* Source material
"""

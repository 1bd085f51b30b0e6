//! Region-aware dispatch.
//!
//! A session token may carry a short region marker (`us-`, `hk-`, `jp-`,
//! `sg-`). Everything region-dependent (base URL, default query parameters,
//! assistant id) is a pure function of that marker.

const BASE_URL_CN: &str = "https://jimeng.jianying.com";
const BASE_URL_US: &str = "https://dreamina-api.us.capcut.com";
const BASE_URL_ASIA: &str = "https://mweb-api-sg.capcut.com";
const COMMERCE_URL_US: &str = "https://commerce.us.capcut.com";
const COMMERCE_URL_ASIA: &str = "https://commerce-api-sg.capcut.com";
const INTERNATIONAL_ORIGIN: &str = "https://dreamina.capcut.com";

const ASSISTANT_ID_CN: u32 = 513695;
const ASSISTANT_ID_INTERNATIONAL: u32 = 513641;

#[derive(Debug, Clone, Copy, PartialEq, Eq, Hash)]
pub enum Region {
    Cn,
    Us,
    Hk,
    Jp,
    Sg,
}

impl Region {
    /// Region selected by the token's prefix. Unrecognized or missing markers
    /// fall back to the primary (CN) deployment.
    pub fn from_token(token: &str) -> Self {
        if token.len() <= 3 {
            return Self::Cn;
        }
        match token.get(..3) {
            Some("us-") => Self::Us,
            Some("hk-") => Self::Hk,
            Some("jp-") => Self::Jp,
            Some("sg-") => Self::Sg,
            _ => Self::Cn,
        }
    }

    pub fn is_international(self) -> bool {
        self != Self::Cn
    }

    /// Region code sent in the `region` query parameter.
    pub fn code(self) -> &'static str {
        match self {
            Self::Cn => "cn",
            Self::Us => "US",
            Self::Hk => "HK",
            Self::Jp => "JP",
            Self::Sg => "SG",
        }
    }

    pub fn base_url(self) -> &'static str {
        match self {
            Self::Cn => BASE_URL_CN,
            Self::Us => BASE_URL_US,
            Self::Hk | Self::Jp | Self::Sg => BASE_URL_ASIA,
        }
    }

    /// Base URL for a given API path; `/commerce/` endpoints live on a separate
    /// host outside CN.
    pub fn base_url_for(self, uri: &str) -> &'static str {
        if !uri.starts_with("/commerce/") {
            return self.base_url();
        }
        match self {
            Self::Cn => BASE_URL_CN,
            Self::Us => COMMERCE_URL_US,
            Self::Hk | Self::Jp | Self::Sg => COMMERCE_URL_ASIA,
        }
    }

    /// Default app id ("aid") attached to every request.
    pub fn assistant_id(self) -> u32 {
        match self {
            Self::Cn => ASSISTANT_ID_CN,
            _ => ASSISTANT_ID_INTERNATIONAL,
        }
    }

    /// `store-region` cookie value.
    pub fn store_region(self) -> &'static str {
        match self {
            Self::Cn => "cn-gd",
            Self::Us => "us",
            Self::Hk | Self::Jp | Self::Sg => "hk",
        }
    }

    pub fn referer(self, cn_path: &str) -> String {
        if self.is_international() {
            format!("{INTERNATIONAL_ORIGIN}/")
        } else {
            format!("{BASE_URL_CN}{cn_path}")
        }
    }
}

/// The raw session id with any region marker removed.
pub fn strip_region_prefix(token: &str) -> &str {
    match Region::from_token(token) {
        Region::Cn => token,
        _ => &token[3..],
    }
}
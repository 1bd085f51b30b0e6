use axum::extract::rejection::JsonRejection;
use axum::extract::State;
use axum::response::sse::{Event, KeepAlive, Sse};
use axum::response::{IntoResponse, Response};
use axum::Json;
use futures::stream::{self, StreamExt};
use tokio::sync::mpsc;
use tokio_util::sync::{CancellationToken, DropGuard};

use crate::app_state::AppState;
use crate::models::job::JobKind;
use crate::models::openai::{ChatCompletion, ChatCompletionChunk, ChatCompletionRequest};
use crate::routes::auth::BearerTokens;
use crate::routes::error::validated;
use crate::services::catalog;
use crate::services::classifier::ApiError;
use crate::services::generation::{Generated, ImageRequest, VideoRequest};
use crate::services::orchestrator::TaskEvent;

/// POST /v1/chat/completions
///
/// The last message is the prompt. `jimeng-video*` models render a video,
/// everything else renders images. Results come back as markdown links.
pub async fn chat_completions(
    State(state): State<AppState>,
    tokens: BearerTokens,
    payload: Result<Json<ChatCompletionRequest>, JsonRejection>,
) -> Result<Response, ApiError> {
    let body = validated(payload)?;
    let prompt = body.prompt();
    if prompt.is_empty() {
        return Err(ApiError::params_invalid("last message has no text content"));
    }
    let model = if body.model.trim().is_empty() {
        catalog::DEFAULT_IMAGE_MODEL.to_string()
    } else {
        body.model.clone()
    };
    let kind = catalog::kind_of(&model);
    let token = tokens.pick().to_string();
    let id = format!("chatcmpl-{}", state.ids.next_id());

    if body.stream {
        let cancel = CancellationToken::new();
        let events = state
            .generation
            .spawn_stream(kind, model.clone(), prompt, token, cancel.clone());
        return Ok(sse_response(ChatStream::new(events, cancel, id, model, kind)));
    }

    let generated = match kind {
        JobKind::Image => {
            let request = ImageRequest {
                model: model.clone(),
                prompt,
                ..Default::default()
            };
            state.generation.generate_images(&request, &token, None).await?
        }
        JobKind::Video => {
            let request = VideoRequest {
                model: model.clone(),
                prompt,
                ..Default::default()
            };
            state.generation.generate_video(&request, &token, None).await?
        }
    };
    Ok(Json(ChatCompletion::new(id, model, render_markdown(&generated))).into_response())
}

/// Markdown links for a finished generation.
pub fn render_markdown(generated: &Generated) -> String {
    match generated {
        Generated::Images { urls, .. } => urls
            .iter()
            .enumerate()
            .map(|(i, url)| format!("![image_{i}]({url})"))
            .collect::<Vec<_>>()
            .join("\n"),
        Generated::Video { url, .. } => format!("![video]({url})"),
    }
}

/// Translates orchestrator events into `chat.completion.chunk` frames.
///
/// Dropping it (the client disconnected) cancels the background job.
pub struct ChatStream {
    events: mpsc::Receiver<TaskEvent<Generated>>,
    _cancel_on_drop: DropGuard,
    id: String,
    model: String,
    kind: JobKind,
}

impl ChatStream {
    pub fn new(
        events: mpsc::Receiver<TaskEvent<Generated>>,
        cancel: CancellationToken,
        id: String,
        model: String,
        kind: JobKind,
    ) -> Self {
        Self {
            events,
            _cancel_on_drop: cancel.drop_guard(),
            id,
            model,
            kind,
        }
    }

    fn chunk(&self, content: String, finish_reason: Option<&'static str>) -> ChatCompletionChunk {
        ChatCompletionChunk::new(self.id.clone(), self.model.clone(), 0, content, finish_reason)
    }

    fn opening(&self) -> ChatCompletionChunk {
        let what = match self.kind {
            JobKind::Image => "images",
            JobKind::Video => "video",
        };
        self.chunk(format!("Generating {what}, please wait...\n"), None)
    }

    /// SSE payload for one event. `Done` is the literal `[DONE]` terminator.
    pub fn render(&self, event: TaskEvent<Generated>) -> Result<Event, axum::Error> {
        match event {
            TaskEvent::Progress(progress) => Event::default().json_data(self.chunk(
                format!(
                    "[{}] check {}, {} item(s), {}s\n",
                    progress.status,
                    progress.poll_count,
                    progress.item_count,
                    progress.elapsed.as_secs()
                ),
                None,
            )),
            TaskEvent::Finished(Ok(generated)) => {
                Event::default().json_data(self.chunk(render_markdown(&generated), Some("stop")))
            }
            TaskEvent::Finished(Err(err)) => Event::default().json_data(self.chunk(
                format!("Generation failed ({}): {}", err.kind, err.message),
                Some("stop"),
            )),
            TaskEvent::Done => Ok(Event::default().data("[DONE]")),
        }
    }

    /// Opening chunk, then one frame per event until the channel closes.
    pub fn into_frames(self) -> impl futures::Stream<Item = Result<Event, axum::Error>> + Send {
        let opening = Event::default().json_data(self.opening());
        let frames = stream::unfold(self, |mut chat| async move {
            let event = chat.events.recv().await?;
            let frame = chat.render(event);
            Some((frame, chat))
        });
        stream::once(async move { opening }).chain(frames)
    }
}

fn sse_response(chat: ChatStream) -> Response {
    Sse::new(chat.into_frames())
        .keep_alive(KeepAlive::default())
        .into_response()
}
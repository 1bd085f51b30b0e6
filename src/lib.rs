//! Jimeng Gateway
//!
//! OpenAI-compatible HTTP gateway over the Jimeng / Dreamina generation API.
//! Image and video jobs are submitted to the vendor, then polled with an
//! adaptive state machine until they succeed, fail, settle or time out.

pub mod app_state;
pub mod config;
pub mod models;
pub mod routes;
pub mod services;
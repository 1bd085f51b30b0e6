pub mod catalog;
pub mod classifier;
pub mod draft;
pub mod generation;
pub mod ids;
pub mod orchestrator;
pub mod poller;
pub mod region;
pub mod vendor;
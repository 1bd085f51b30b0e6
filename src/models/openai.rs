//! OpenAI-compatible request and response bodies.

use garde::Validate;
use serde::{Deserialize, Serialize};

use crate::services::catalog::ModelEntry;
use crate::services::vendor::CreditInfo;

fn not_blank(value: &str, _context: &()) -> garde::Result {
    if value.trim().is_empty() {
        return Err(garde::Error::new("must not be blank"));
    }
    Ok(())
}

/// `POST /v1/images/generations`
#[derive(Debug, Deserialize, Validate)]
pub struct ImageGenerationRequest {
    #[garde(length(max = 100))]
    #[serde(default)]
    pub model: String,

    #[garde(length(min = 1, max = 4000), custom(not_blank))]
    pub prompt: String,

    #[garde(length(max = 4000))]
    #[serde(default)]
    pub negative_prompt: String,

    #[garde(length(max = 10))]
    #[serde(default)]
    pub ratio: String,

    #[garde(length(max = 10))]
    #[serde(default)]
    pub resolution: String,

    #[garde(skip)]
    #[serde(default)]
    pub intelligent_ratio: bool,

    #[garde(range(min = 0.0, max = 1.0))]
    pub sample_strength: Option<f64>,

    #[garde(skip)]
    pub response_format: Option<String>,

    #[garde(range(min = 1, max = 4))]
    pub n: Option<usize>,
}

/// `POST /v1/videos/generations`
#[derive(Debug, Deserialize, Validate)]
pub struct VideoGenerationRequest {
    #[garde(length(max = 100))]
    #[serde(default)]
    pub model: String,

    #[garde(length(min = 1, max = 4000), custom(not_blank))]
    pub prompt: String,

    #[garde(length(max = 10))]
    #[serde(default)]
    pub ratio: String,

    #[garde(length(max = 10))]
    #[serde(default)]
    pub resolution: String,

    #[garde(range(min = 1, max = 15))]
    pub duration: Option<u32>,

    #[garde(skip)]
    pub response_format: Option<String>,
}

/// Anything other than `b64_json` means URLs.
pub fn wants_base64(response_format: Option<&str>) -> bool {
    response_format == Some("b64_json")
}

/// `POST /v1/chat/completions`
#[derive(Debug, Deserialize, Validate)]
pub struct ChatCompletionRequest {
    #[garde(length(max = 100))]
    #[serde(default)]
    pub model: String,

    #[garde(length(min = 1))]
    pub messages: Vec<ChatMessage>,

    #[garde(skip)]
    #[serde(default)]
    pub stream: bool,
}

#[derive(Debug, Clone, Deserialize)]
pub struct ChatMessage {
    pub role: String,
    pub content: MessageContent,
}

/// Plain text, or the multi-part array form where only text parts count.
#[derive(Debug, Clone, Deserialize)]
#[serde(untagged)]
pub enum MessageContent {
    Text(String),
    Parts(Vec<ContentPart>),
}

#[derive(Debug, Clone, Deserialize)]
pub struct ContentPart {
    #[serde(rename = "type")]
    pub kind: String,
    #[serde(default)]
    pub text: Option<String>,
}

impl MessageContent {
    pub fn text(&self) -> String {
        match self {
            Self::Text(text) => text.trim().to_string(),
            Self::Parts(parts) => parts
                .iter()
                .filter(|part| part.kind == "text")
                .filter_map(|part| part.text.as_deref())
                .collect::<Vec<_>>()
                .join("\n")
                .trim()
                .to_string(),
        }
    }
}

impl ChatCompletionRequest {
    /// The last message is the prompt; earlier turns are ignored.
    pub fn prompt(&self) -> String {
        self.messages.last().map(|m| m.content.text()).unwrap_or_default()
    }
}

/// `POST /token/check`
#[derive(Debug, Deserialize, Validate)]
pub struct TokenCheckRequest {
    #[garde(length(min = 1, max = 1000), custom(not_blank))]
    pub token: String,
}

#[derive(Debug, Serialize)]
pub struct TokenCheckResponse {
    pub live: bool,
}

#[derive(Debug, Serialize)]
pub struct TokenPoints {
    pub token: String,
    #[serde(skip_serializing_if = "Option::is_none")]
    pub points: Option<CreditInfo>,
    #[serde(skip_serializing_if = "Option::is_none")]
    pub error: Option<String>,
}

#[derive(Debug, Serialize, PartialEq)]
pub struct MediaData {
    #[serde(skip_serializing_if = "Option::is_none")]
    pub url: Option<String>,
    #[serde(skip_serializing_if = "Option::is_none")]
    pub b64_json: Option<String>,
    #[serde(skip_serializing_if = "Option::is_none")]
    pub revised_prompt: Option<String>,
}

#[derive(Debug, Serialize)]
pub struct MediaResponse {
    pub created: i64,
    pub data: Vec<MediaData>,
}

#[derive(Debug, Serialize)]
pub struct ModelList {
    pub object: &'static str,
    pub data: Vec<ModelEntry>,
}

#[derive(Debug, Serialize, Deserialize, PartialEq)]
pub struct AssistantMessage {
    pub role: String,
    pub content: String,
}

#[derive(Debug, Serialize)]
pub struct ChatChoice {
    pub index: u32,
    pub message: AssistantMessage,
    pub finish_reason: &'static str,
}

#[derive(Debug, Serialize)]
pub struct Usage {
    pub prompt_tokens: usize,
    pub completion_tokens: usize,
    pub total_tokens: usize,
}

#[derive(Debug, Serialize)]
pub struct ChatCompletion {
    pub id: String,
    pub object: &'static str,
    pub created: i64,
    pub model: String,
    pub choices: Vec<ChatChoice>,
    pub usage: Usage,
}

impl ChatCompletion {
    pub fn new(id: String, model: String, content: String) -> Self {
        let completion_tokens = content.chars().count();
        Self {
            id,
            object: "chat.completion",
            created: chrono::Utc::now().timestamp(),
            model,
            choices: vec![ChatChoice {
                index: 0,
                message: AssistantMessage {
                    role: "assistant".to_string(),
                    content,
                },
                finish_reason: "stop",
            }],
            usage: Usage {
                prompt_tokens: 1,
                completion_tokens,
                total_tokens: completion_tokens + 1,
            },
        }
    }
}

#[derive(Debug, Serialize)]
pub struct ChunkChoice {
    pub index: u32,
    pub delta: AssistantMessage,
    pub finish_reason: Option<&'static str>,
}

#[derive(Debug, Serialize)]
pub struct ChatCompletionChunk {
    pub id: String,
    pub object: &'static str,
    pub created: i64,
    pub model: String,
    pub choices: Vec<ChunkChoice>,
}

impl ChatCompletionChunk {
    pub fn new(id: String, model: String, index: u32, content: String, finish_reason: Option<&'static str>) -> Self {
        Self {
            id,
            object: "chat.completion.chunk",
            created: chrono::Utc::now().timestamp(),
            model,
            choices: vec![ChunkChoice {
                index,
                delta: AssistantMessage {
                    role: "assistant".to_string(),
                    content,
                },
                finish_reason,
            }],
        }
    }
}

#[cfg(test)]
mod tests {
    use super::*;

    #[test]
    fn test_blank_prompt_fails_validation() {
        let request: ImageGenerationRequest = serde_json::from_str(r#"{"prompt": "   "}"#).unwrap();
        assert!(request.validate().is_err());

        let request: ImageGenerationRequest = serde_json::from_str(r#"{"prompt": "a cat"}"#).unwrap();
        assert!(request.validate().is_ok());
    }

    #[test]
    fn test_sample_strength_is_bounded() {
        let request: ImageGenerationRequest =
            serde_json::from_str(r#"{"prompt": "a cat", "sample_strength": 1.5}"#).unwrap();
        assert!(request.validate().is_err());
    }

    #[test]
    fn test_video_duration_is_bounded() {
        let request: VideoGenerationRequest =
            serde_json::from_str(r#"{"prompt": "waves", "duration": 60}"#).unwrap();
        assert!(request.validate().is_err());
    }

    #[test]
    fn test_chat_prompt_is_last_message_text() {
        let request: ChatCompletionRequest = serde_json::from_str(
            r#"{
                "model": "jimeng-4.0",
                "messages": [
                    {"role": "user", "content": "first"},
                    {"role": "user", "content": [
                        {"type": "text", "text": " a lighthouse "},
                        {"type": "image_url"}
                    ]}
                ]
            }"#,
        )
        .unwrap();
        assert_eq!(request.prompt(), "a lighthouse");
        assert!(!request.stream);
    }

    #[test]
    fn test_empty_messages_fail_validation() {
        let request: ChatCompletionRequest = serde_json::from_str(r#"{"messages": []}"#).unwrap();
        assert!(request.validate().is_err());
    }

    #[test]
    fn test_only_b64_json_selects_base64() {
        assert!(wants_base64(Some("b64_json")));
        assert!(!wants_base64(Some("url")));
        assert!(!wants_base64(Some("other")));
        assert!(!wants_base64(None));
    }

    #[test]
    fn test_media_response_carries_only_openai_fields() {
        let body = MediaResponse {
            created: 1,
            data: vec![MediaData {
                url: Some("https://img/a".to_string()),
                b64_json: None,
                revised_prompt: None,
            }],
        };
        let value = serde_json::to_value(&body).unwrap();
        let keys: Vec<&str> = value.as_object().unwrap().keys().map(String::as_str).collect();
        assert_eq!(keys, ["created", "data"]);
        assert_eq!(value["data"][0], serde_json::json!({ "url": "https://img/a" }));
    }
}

"""

* What the task asks
The string "else" may appear on lines of the data above; give the number of those lines and nothing more.

* Problem solution
3